Post by thatdude624 » Sun Jan 29, 2012 7:19 am

hello! I'm quite new here, but not all to new to electronics.

why I am making a PCB (sorry it's so long, I got carried away. optional read):
I've played around with arduinos, breadboards and veroboard, and I have made some fun circuits, but not all to much.
recently I made a breadboard "knight rider" where the LEDs create a left-right swaying pattern, with 5 LEDs, a 555 and 4017. my dad actually got quite interested in this, and wanted it in his car. one problem: I only have one extra large breadboard that I happened to make the circuit on, and even if I rebuild it on another it is all to easy for those connections to come loose.

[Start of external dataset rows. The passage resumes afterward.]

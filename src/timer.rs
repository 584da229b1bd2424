//! Elapsed-time measurement for benchmarking kernels.

use std::time::{Duration, Instant};

/// Monotonic stopwatch.
///
/// Backed by [`Instant`], so system clock adjustments never make it run
/// backwards. A new timer is already started.
#[derive(Debug, Clone, Copy)]
pub struct Timer {
    start: Instant,
}

impl Default for Timer {
    fn default() -> Self {
        Self::new()
    }
}

impl Timer {
    pub fn new() -> Self {
        Self {
            start: Instant::now(),
        }
    }

    /// Restarts the measurement from now.
    pub fn start(&mut self) {
        self.start = Instant::now();
    }

    /// Time since the last [`start`](Self::start).
    #[inline]
    pub fn elapsed(&self) -> Duration {
        self.start.elapsed()
    }

    /// Elapsed microseconds.
    pub fn elapsed_us(&self) -> f64 {
        self.elapsed().as_secs_f64() * 1_000_000.0
    }

    /// Elapsed milliseconds.
    pub fn elapsed_ms(&self) -> f64 {
        self.elapsed_us() / 1000.0
    }

    /// Elapsed seconds.
    pub fn elapsed_sec(&self) -> f64 {
        self.elapsed_us() / 1_000_000.0
    }
}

I wanted to do it on veroboard, but I didn't for these 2 reasons:
1. I'm...not to good at planning veroboard circuits, and this looks pretty complex.
2. for some reason, on every veroboard project I do there is at least 1 soldering-related thing that goes wrong, leaving me debugging for quite a while. I have heard that PCBs are much easier to solder, and I have soldered headers to those shields without problem. for example, while I had about 3 hard-to-notice bridges on my 2nd veroboard project, a blinking light, I had none on that joystick shield kit witch I soldered months before.

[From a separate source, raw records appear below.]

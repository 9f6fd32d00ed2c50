//! Logging setup.
//!
//! Installs a tracing-subscriber with either human-readable or JSON output.
//! `RUST_LOG` takes precedence over the configured level.

use crate::config::LoggingSettings;
use tracing::info;
use tracing_subscriber::{fmt, layer::SubscriberExt, util::SubscriberInitExt, EnvFilter};

/// Initializes the logging system.
pub fn setup_logging(config: &LoggingSettings) -> Result<(), Box<dyn std::error::Error>> {
    let log_level = config.level.as_str();
    let filter = EnvFilter::try_from_default_env().or_else(|_| EnvFilter::try_new(log_level))?;

    let registry = tracing_subscriber::registry().with(filter);

    if config.json_format {
        registry
            .with(fmt::layer().json().with_thread_ids(true))
            .try_init()?;
    } else {
        registry
            .with(fmt::layer().with_ansi(true).with_thread_ids(true))
            .try_init()?;
    }

    info!("Logging initialized with level: {}", log_level);
    Ok(())
}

lastly, I wanted to try PCBs. I don't know why, but I always wanted a custom printed board since I started my hobby. they just seems so professional and fancy. and compact!
the actual questions:
the 4017 in eagle seems to not have VCC or GND pins. the 555 does. if I make those VCC and GND components, are they automatically linked to the 4017 GND and VCC? because I think I'm doing something wrong there. those 2 pins are not connected in the PCB view. do I need a specific set of VCC and GND things?

is "tplace" also top silkscreen? I just want to write something on the board. I can't find "tsilk" or something in that list.

is 0.125984 the normal size of a screw for making holes? it's the highest eagle can go, yet it still seems quite small. well it's probably not the highest, but it's the highest in the drop-down menu.

lastly, did I make any "obvious" mistakes here? you can also see the disconnected pins n the 4017.
Image
Image
a few more notes:
the power switch is external from the board and connects to the battery.
I know the resistors and cap do not have a value, I'm still going to play around with the speed I want.
the external LEDs are on a veroboard circut I made. the pins go to a little plug and wire, and at the end are 5 resistors and 5 LEDs, sharing ground.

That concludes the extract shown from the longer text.